Victoria Brandt

Survivor

I am 18, only 18 years old. There are so many things in life that I have yet to experience. I haven’t graduated high school, got married, went to college, or even hit my twenties yet. Last September I was diagnosed with sepsis. I had just got all four of my wisdom teeth pulled the weekend before, then all of the sudden I was seriously sick. I was throwing up and I couldn’t walk or stand. My mom and I thought it was maybe the flu, but it had been the weirdest case we had ever saw. I went to urgent care and the doctor diagnosed me with sepsis, and told me it had something to do with my surgery with my teeth. (Sepsis and Dental Health)

He gave me antibiotics and sent me home. The next morning I was not better, matter of fact I was much worse. My mom called my regular doctor and she said my symptoms are serious and that I needed to be rushed to the emergency room. I went through the admittance process and the doctors couldn’t seem to find out why I was so bad. They gave me antibiotics and kept giving me CTs. I was in the admission process for over half a day. I thought I was dying. My body was going into shock and my legs started first. I was shaking uncontrollably and couldn’t even think straight.
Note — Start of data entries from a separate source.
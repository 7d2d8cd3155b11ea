//! Job client: submit, status and result calls against the backend.
//!
//! # Architecture
//!
//! ```text
//! RetryingClient<C>        timeout per attempt, bounded exponential retry
//!        │
//!        ▼
//! C: JobClient             HttpJobClient (reqwest) or SimulatedJobClient
//! ```
//!
//! Errors are classified into [`JobClientError`]; only transient errors are
//! retried, and the caller sees every other error on first occurrence.

mod error;
mod http;
mod retry;
mod simulated;
mod traits;

pub use error::JobClientError;
pub use http::HttpJobClient;
pub(crate) use http::Endpoints;
pub use retry::{RetryPolicy, RetryingClient};
pub use simulated::{SimulatedJobClient, DEFAULT_SIMULATED_STEP};
pub use traits::JobClient;
//! Error types for the push channel.

use thiserror::Error;

/// Errors raised while connecting to or reading from the event stream.
#[derive(Debug, Clone, PartialEq, Eq, Error)]
pub enum PushError {
    /// The connection could not be established.
    #[error("Failed to connect to event stream: {0}")]
    Connect(String),

    /// The server answered the stream request with a non-success status.
    #[error("Event stream request failed with HTTP {0}")]
    Http(u16),

    /// The stream broke after it was opened.
    #[error("Event stream interrupted: {0}")]
    Stream(String),

    /// A single event could not be decoded. Never fatal to the channel.
    #[error("Failed to parse event: {0}")]
    Parse(String),
}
Soon after I got my room they decided to move me to step down from ICU. I was getting worse, and fast. They discovered I was in stage two of sepsis. I was getting closer and closer to the last stage faster and faster. They told my mom that she needed to research to better understand the severeness of my case. She was heartbroken. They had told her 18-year-old daughter that there was a chance she wasn’t going to make it out of the hospital alive. Here I was freshly 18, being told I wasn’t going to make it to 19. I was terrified. How was it that this infection that I had never heard of had shut down my body in less than a couple of days? How did this happen? How was it this serious and I had never even heard of what it was?

I wish I would have understood what it was, I would have never just gone home. I would have gone to the hospital instead, maybe it wouldn’t have been so severe if so. I’m a lucky one. I made it. I lived. Some people diagnosed with it aren’t near as lucky. I know how bad it hurt and how it felt when the doctors told me. I am doing everything I can to raise awareness and to let people know the signs. I hope that if enough people tell their story people will realize the seriousness of it and help donate and take action.